The Kalahari Desert, lunar Makgadikgadi salt pans and legendary Okavango Delta are some of Africa's least spoilt landscapes. Such a haven of untouched wilderness is thrilling for teenagers but not recommended for toddlers. Botswana lends itself to adventure, from riding safaris to quad bikes, so no one is in danger of arguing over screen time. In Botswana, our top family trip is a private weeklong walking and mobile camp expedition with seasoned guide Andrew Harkness.

Namibia

Namibia is one of the best countries to embark on a road trip with kids. Roads are easy to navigate, and the landscape is varied and epic, from Sossusvlei dunes to the other-worldly Skeleton Coast. Like South Africa, there's no malaria or yellow fever. Activities are plentiful for kids of all ages, including kayaking with seals in Walvis Bay, sandboarding down the Namib Desert's dunes, and tracking rehabilitated leopards at the AfriCat Foundation.

For a few nights of utter silence and dark skies, Wolwedans is a collection of camps in the Namib Rand Nature Reserve. Here, families with toddlers can enjoy the privacy of a lodge or camp to themselves, while older kids are welcome throughout the five different camp options.

Scenic drive in Wolwedans, Namibia.

When to go?

Every month brings something new, so there isn't a wrong time to travel to any of our Africa family travel destinations. June to September tends to be the preferred time in Kenya, Namibia, and Tanzania. In winter, it's cooler, and wildlife is easier to spot. The Great Migration happens in July and August, too. 
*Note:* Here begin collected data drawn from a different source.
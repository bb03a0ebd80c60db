#![warn(missing_docs)]
//! SQLite-backed auction store.
//!
//! Implements the [`hammer_core::ports::AuctionStore`] port over a single
//! SQLite database: one row per auction plus an append-only `bids` table
//! keyed by `(auction_id, seq)`. The leaderboard is never stored; it is
//! always derivable from the bid list.

use sqlx::sqlite;
use std::{
    str::FromStr,
    sync::atomic::{AtomicU64, Ordering},
    time::Duration,
};
use tokio::try_join;

pub mod config;
mod impls;
pub mod types;

use config::SqliteConfig;

/// SQLite database implementation of the auction store.
///
/// Provides separate reader and writer connection pools. The writer pool is
/// capped at one connection so writes are serialized, which is how SQLite
/// wants to be used under Write-Ahead Logging; readers proceed concurrently.
#[derive(Clone)]
pub struct Db {
    /// Connection pool for read operations
    pub reader: sqlx::Pool<sqlx::Sqlite>,
    /// Connection pool for write operations (limited to 1 connection)
    pub writer: sqlx::Pool<sqlx::Sqlite>,
}

impl Db {
    /// Open a connection to the specified SQLite database.
    ///
    /// Creates the database if it does not exist (when `create_if_missing`
    /// is set) and applies all pending migrations. When no path is
    /// configured, a process-private shared-cache in-memory database is used
    /// so the reader pool sees the writer's data; each open gets a distinct
    /// one.
    ///
    /// # Errors
    ///
    /// Returns `sqlx::Error` if the connection cannot be established or the
    /// migrations fail to apply.
    pub async fn open(config: &SqliteConfig) -> Result<Self, sqlx::Error> {
        static MEMORY_SEQ: AtomicU64 = AtomicU64::new(0);

        let db_path = config
            .database_path
            .as_ref()
            .map(|p| p.to_string_lossy().into_owned());
        let in_memory = db_path.is_none();

        let url = db_path.unwrap_or_else(|| {
            format!(
                "file:hammer-{}?mode=memory&cache=shared",
                MEMORY_SEQ.fetch_add(1, Ordering::Relaxed)
            )
        });

        let options = sqlite::SqliteConnectOptions::from_str(&url)?
        .busy_timeout(Duration::from_secs(5))
        .foreign_keys(true)
        .journal_mode(sqlite::SqliteJournalMode::Wal)
        .synchronous(sqlite::SqliteSynchronous::Normal)
        .pragma("journal_size_limit", "27103364")
        .pragma("mmap_size", "134217728")
        .pragma("temp_store", "memory")
        .create_if_missing(config.create_if_missing);

        // in-memory databases evaporate when their last connection closes,
        // so keep at least one alive in each pool
        let pool_options = || {
            let options = sqlite::SqlitePoolOptions::new();
            if in_memory {
                options
                    .min_connections(1)
                    .idle_timeout(None)
                    .max_lifetime(None)
            } else {
                options
            }
        };

        let reader = pool_options().connect_with(options.clone());
        let writer = pool_options().max_connections(1).connect_with(options);

        let (reader, writer) = try_join!(reader, writer)?;

        sqlx::migrate!("./schema").run(&writer).await?;

        Ok(Self { reader, writer })
    }
}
South Africa enjoys warm, blue skies between January and April. July and August, however, are the best months to spot migratory whales. Most visitors prefer to head to Botswana between May and October when waterways are high, and days are sunny.

Family on a game drive in Kenya, a must for family safari

What can I expect on a first family safari?

Most camps will not let children aged five or below on safari drives with other guests. A private vehicle and guide will make the whole experience much more enjoyable anyway – you can plan to start earlier or later and tailor the experience to the attention spans of little ones.

We select our partners for their passion and no critter or creature is too big or small to learn from and be amazed by. This is important when going on safari with younger kids who may find a scuttling dung beetle more fascinating than a sleeping lion. The whole experience is more enjoyable if you have time and space to follow their interests as much as yours.

Many luxury lodges have specialist childcare onsite, so if adults do want to head out into the bush without kids, that's easy to arrange. It can be hard to wrench them away from activities like cooking lessons, Maasai Warrior School, or fishing expeditions on return.